Research

Detection and recognition of objects in a natural scene are fundamental components of vision, yet the underlying cortical computations are not understood. Planar shape – the silhouette boundary contour of a solid body – carries rich information about the nature of objects and scenes. In the human vision system, it is well-known that object properties like identity and pose are encoded by neurons of inferior temporal cortex (IT), and oriented contour elements are encoded by neurons of primary visual cortex (V1). However, it remains unclear how intermediate ventral areas V2 and V4 integrate signals from V1 into the representations of object shape in IT that guide our behaviour in natural environments.

Previous work has described aspects of intermediate shape representations in primate cortex (e.g., border ownership in V2 and boundary curvature in V4) and artificial neural networks (e.g., intermediate layers of machine vision systems trained for object recognition).  However, these results are typically limited by using artificial shape stimuli without natural object features or natural images in which planar shape is not controlled.

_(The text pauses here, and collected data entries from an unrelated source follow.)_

//! Break doomscrolling: detect infinitely growing feeds and interrupt long sessions.
//!
//! A surface is considered infinite once its content has grown by more than one item three
//! times. When the user has stayed on an infinite surface for longer than the warning threshold
//! (measured from the first observation of that surface) a break screen is shown and the app is
//! blocked for a while: every further scroll in it re-shows the warning.

use std::sync::{Arc, Mutex};

use crate::clock::Clock;
use crate::config::EngineConfig;
use crate::device::{DeviceController, WarningKind};
use crate::events::ScrollEvent;
use crate::expiring_map::SelfExpiringMap;
use crate::schedule::FeatureSchedule;
use crate::store::{KeyValueStore, Property};

use super::{
    AppExceptionListType, AppExceptions, Capability, Feature, FeatureBase, FeatureId, Permission,
};

pub const BREAK_DOOM_SCROLLING_FEATURE_ID: FeatureId = "BreakDoomScrollingFeature";

/// Growth events needed before a surface counts as infinite
pub const INFINITE_GROWTH_COUNT: u32 = 3;

const DEFAULT_TIME_UNTIL_WARNING_MS: u64 = 3 * 60 * 1000;

#[derive(Debug, Clone, Copy, PartialEq, Eq)]
pub struct ScrollSurfaceInfo {
    pub observed_size: i32,
    pub created_at: u64,
    pub growth_count: u32,
}

impl ScrollSurfaceInfo {
    fn new(observed_size: i32, created_at: u64) -> Self {
        Self {
            observed_size,
            created_at,
            growth_count: 0,
        }
    }

    /// Record a new size. Growth by a single item is pagination noise; shrinking starts over.
    fn observe(&mut self, size: i32) {
        let growth = size - self.observed_size;
        self.observed_size = size;
        if growth > 1 {
            self.growth_count += 1;
        } else if growth < 0 {
            self.growth_count = 0;
        }
    }

    pub fn is_infinite(&self) -> bool {
        self.growth_count >= INFINITE_GROWTH_COUNT
    }
}

#[derive(Debug)]
pub struct BreakDoomScrollingFeature {
    base: FeatureBase,
    schedule: FeatureSchedule,
    app_exceptions: AppExceptions,
    time_until_warning: Property<u64>,
    surfaces: SelfExpiringMap<u64, ScrollSurfaceInfo>,
    /// Package -> time the warning was shown
    blocked_apps: SelfExpiringMap<String, u64>,
    scan: Mutex<()>,
}

impl BreakDoomScrollingFeature {
    pub fn new(
        store: &Arc<dyn KeyValueStore>,
        device: Arc<dyn DeviceController>,
        clock: Arc<dyn Clock>,
        config: &EngineConfig,
    ) -> Self {
        let id = BREAK_DOOM_SCROLLING_FEATURE_ID;
        Self {
            schedule: FeatureSchedule::load(store.clone(), id),
            app_exceptions: AppExceptions::load(
                store.clone(),
                id,
                AppExceptionListType::Include,
                AppExceptionListType::ALL,
            ),
            time_until_warning: Property::load(
                store.clone(),
                id,
                "timeUntilWarning",
                DEFAULT_TIME_UNTIL_WARNING_MS,
            ),
            surfaces: SelfExpiringMap::new(config.scroll_surface_ttl_ms, clock.clone()),
            blocked_apps: SelfExpiringMap::new(config.blocked_app_ttl_ms, clock.clone()),
            scan: Mutex::new(()),
            base: FeatureBase::new(id, store, device, clock),
        }
    }

    pub fn time_until_warning_ms(&self) -> u64 {
        self.time_until_warning.get()
    }

    pub fn set_time_until_warning_ms(&self, ms: u64) {
        self.time_until_warning.set(ms);
    }

    /// Current tracking state of a surface, without renewing it.
    pub fn surface(&self, surface_id: u64) -> Option<ScrollSurfaceInfo> {
        self.surfaces.peek(&surface_id)
    }

    pub fn is_blocked(&self, package_name: &str) -> bool {
        self.blocked_apps.contains_key(&package_name.to_string())
    }

    fn block(&self, package_name: &str) {
        self.blocked_apps
            .put(package_name.to_string(), self.base.clock.millis());
    }

    fn show_break_screen(&self, package_name: &str) {
        if !self
            .base
            .device
            .show_warning(WarningKind::DoomScrolling, package_name)
        {
            log::warn!("failed to show doomscrolling warning for {}", package_name);
        }
    }

    /// Update the surface state for one scroll. Returns whether the break screen is due.
    fn scan_surface(&self, surface_id: u64, scroll_view_size: i32, package_name: &str) -> bool {
        let _scan = self.scan.lock().unwrap_or_else(|e| e.into_inner());

        if self.is_blocked(package_name) {
            log::debug!("{} is blocked, re-showing break screen", package_name);
            self.block(package_name);
            return true;
        }

        if !self.app_exceptions.applies_to(package_name) {
            return false;
        }

        let now = self.base.clock.millis();
        let Some(mut info) = self.surfaces.get(&surface_id) else {
            self.surfaces
                .put(surface_id, ScrollSurfaceInfo::new(scroll_view_size, now));
            return false;
        };

        info.observe(scroll_view_size);
        self.surfaces.put(surface_id, info);
        log::trace!("surface {:x} in {}: {:?}", surface_id, package_name, info);

        let scrolling_ms = now.saturating_sub(info.created_at);
        if info.is_infinite() && scrolling_ms >= self.time_until_warning_ms() {
            log::info!(
                "doomscrolling detected in {} after {}s",
                package_name,
                scrolling_ms / 1000
            );
            self.block(package_name);
            self.surfaces.clear();
            return true;
        }
        false
    }
}

impl Feature for BreakDoomScrollingFeature {
    fn base(&self) -> &FeatureBase {
        &self.base
    }

    fn capabilities(&self) -> &'static [Capability] {
        &[Capability::Scroll]
    }

    fn schedule(&self) -> Option<&FeatureSchedule> {
        Some(&self.schedule)
    }

    fn app_exceptions(&self) -> Option<&AppExceptions> {
        Some(&self.app_exceptions)
    }

    fn required_permission(&self) -> Option<Permission> {
        Some(Permission::DrawOverlay)
    }

    fn on_scroll_event(&self, surface_id: u64, scroll_view_size: i32, event: &ScrollEvent) {
        if event.scroll_delta_y() == 0 {
            return;
        }
        let package_name = event.package_name.as_deref().unwrap_or_default();

        if self.scan_surface(surface_id, scroll_view_size, package_name) {
            self.show_break_screen(package_name);
        }
    }
}
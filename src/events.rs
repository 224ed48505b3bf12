//! Inbound events
//!
//! Plain data versions of the accessibility events the host platform delivers. Every field the
//! platform may omit is optional; the dispatcher decides what to do with incomplete events.

use std::collections::hash_map::DefaultHasher;
use std::hash::{Hash, Hasher};

use serde::{Deserialize, Serialize};

use crate::error::EngineError;

/// A window-state change: some app came to the foreground
#[derive(Debug, Clone, PartialEq, Eq, Default, Serialize, Deserialize)]
pub struct AppOpenedEvent {
    #[serde(default)]
    pub package_name: Option<String>,
    #[serde(default)]
    pub class_name: Option<String>,
    #[serde(default = "default_full_screen")]
    pub is_full_screen: bool,
}

fn default_full_screen() -> bool {
    true
}

impl AppOpenedEvent {
    pub fn new(package_name: impl Into<String>) -> Self {
        Self {
            package_name: Some(package_name.into()),
            class_name: None,
            is_full_screen: true,
        }
    }

    pub fn with_class(mut self, class_name: impl Into<String>) -> Self {
        self.class_name = Some(class_name.into());
        self
    }

    pub fn windowed(mut self) -> Self {
        self.is_full_screen = false;
        self
    }
}

/// On-screen rectangle of a view, in pixels
#[derive(Debug, Clone, Copy, PartialEq, Eq, Hash, Default, Serialize, Deserialize)]
pub struct Bounds {
    pub left: i32,
    pub top: i32,
    pub right: i32,
    pub bottom: i32,
}

/// A view-scrolled event
#[derive(Debug, Clone, PartialEq, Eq, Default, Serialize, Deserialize)]
#[serde(default)]
pub struct ScrollEvent {
    pub package_name: Option<String>,
    pub class_name: Option<String>,
    /// Bounds of the source view; absent when the event carries no source node.
    pub bounds: Option<Bounds>,
    pub view_id_resource_name: Option<String>,
    pub item_count: Option<i32>,
    pub max_scroll_y: Option<i32>,
    /// Vertical scroll delta. Platforms that do not report it are treated as having scrolled.
    pub scroll_delta_y: Option<i32>,
}

fn hash_of<T: Hash + ?Sized>(value: &T) -> u64 {
    let mut hasher = DefaultHasher::new();
    value.hash(&mut hasher);
    hasher.finish()
}

impl ScrollEvent {
    /// Identity of the scrolled surface.
    ///
    /// Sums the hashes of class, package, bounds and resource id. The node identity is left out
    /// so that successive pages of one feed map to the same surface. Returns `None` when the
    /// event has no source view or no class.
    pub fn surface_id(&self) -> Option<u64> {
        let class_name = self.class_name.as_deref()?;
        let bounds = self.bounds?;
        let package_name = self.package_name.as_deref().unwrap_or_default();
        let resource = self
            .view_id_resource_name
            .as_deref()
            .map(hash_of)
            .unwrap_or(0);

        Some(
            hash_of(class_name)
                .wrapping_add(hash_of(package_name))
                .wrapping_add(hash_of(&bounds))
                .wrapping_add(resource),
        )
    }

    /// Item count when known, else the scroll extent. `None` when neither is usable.
    pub fn scroll_view_size(&self) -> Option<i32> {
        let size = match self.item_count {
            Some(count) if count > 0 => Some(count),
            _ => self.max_scroll_y,
        }?;
        (size >= 0).then_some(size)
    }

    pub fn scroll_delta_y(&self) -> i32 {
        self.scroll_delta_y.unwrap_or(1)
    }
}

/// A hardware key press, reported on release
#[derive(Debug, Clone, Copy, PartialEq, Eq, Serialize, Deserialize)]
pub struct KeyEvent {
    pub key_code: i32,
    /// Time between key down and key up.
    pub press_duration_ms: u64,
}

/// Any input the engine can be driven with, as used by the replay tool and the C surface
#[derive(Debug, Clone, PartialEq, Eq, Serialize, Deserialize)]
#[serde(tag = "type", rename_all = "snake_case")]
pub enum EngineEvent {
    Start,
    Stop,
    AppOpened(AppOpenedEvent),
    Scroll(ScrollEvent),
    ScreenOff,
    Key(KeyEvent),
    TogglePause,
    SetActivated { feature: String, activated: bool },
}

impl EngineEvent {
    pub fn from_json(json: &str) -> Result<Self, EngineError> {
        serde_json::from_str(json).map_err(|e| EngineError::InvalidEvent(e.to_string()))
    }
}

#[cfg(test)]
mod tests {
    use super::*;
    use pretty_assertions::assert_eq;

    fn feed_event(item_count: i32) -> ScrollEvent {
        ScrollEvent {
            package_name: Some("com.example.feed".to_string()),
            class_name: Some("androidx.recyclerview.widget.RecyclerView".to_string()),
            bounds: Some(Bounds {
                left: 0,
                top: 200,
                right: 1080,
                bottom: 2200,
            }),
            view_id_resource_name: Some("com.example.feed:id/timeline".to_string()),
            item_count: Some(item_count),
            max_scroll_y: None,
            scroll_delta_y: Some(120),
        }
    }

    #[test]
    fn test_surface_id_ignores_content() {
        assert_eq!(feed_event(10).surface_id(), feed_event(40).surface_id());
    }

    #[test]
    fn test_surface_id_differs_by_bounds() {
        let mut other = feed_event(10);
        other.bounds = Some(Bounds {
            left: 0,
            top: 0,
            right: 1080,
            bottom: 600,
        });
        assert_ne!(feed_event(10).surface_id(), other.surface_id());
    }

    #[test]
    fn test_surface_id_requires_source_and_class() {
        let mut no_source = feed_event(10);
        no_source.bounds = None;
        assert_eq!(no_source.surface_id(), None);

        let mut no_class = feed_event(10);
        no_class.class_name = None;
        assert_eq!(no_class.surface_id(), None);
    }

    #[test]
    fn test_scroll_view_size_prefers_item_count() {
        let mut event = feed_event(25);
        event.max_scroll_y = Some(9000);
        assert_eq!(event.scroll_view_size(), Some(25));

        event.item_count = Some(0);
        assert_eq!(event.scroll_view_size(), Some(9000));

        event.max_scroll_y = Some(-1);
        assert_eq!(event.scroll_view_size(), None);

        event.max_scroll_y = None;
        assert_eq!(event.scroll_view_size(), None);
    }

    #[test]
    fn test_missing_delta_counts_as_scrolling() {
        let mut event = feed_event(1);
        event.scroll_delta_y = None;
        assert_eq!(event.scroll_delta_y(), 1);
    }

    #[test]
    fn test_engine_event_from_json() {
        let event = EngineEvent::from_json(
            r#"{"type":"app_opened","package_name":"com.example.game","is_full_screen":false}"#,
        )
        .unwrap();
        assert_eq!(
            event,
            EngineEvent::AppOpened(AppOpenedEvent::new("com.example.game").windowed())
        );

        let key = EngineEvent::from_json(r#"{"type":"key","key_code":25,"press_duration_ms":2500}"#)
            .unwrap();
        assert_eq!(
            key,
            EngineEvent::Key(KeyEvent {
                key_code: 25,
                press_duration_ms: 2500
            })
        );
    }

    #[test]
    fn test_unknown_event_type_is_rejected() {
        let err = EngineEvent::from_json(r#"{"type":"reboot"}"#).unwrap_err();
        assert!(matches!(err, EngineError::InvalidEvent(_)));
    }
}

To overcome these limitations, we utilize a generative model for shape in which local features (i.e., curvature) are learned from natural objects. This method overcomes the challenges of satisfying non-intersection and closure constraints and creates planar shapes that match the statistics of natural object boundaries.  My independent research program as Assistant Professor at the University of Regina aims to combine these interdisciplinary insights with a comprehensive computational approach to model the neural computations that underlie natural object perception.